### What the task asks
Scan the material for the string "Pending" and copy out every line in which it occurs.

### Records for this exercise
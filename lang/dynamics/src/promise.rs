//! Call-by-need: promises and the policy deciding what gets delayed.

use crate::{err::*, syntax::*, Runtime};
use std::{cell::RefCell, rc::Rc};

pub type Thunk = Rc<dyn Fn(&mut Runtime) -> Result<Value>>;

pub enum PromiseState {
    Pending(Thunk),
    /// the thunk is running; forcing again would never finish
    Forcing,
    Forced(Value),
}

pub struct Promise {
    state: RefCell<PromiseState>,
}

impl Promise {
    pub fn new(thunk: Thunk) -> Self {
        Promise { state: RefCell::new(PromiseState::Pending(thunk)) }
    }
    pub fn is_forced(&self) -> bool {
        matches!(&*self.state.borrow(), PromiseState::Forced(_))
    }
}

/// How a binding site introduces its name.
#[derive(Clone, Copy, Debug, PartialEq, Eq)]
pub enum Binding {
    /// `let`, and parameters receiving call arguments
    NewName,
    /// `set!`
    Reassign,
}

#[derive(Clone, Copy, Debug, PartialEq, Eq)]
pub enum LazyPolicy {
    Delay,
    Strict,
}

impl LazyPolicy {
    /// New names may be bound to promises; reassignment always stores a value.
    pub fn for_binding(binding: Binding) -> Self {
        match binding {
            | Binding::NewName => LazyPolicy::Delay,
            | Binding::Reassign => LazyPolicy::Strict,
        }
    }
}

impl Runtime {
    pub fn delay(thunk: impl Fn(&mut Runtime) -> Result<Value> + 'static) -> Value {
        Value::Promise(Rc::new(Promise::new(Rc::new(thunk))))
    }

    /// The value behind a promise, computing it on first use. Other values
    /// pass through.
    pub fn force(&mut self, value: Value) -> Result<Value> {
        let promise = match value {
            | Value::Promise(promise) => promise,
            | value => return Ok(value),
        };
        let thunk = {
            let mut state = promise.state.borrow_mut();
            match &*state {
                | PromiseState::Forced(value) => return Ok(value.clone()),
                | PromiseState::Forcing => return Err(EvalError::RecursiveForce),
                | PromiseState::Pending(thunk) => {
                    let thunk = thunk.clone();
                    *state = PromiseState::Forcing;
                    thunk
                }
            }
        };
        log::trace!("forcing promise");
        let result = thunk(self).and_then(|value| self.force(value));
        let mut state = promise.state.borrow_mut();
        match result {
            | Ok(value) => {
                *state = PromiseState::Forced(value.clone());
                Ok(value)
            }
            | Err(err) => {
                // a failed promise can be forced again
                *state = PromiseState::Pending(thunk);
                Err(err)
            }
        }
    }

    /// Force a value and everything reachable through lists (updated in
    /// place) and tuples (rebuilt).
    pub fn force_deep(&mut self, value: Value) -> Result<Value> {
        match self.force(value)? {
            | Value::List(items) => {
                let snapshot = items.borrow().clone();
                let mut forced = Vec::with_capacity(snapshot.len());
                for item in snapshot {
                    forced.push(self.force_deep(item)?);
                }
                *items.borrow_mut() = forced;
                Ok(Value::List(items))
            }
            | Value::Tuple(values) => {
                let mut forced = Vec::with_capacity(values.len());
                for item in values.iter() {
                    forced.push(self.force_deep(item.clone())?);
                }
                Ok(Value::tuple(forced))
            }
            | value => Ok(value),
        }
    }
}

### Solution below
    Pending(Thunk),
        Promise { state: RefCell::new(PromiseState::Pending(thunk)) }
                | PromiseState::Pending(thunk) => {
                *state = PromiseState::Pending(thunk);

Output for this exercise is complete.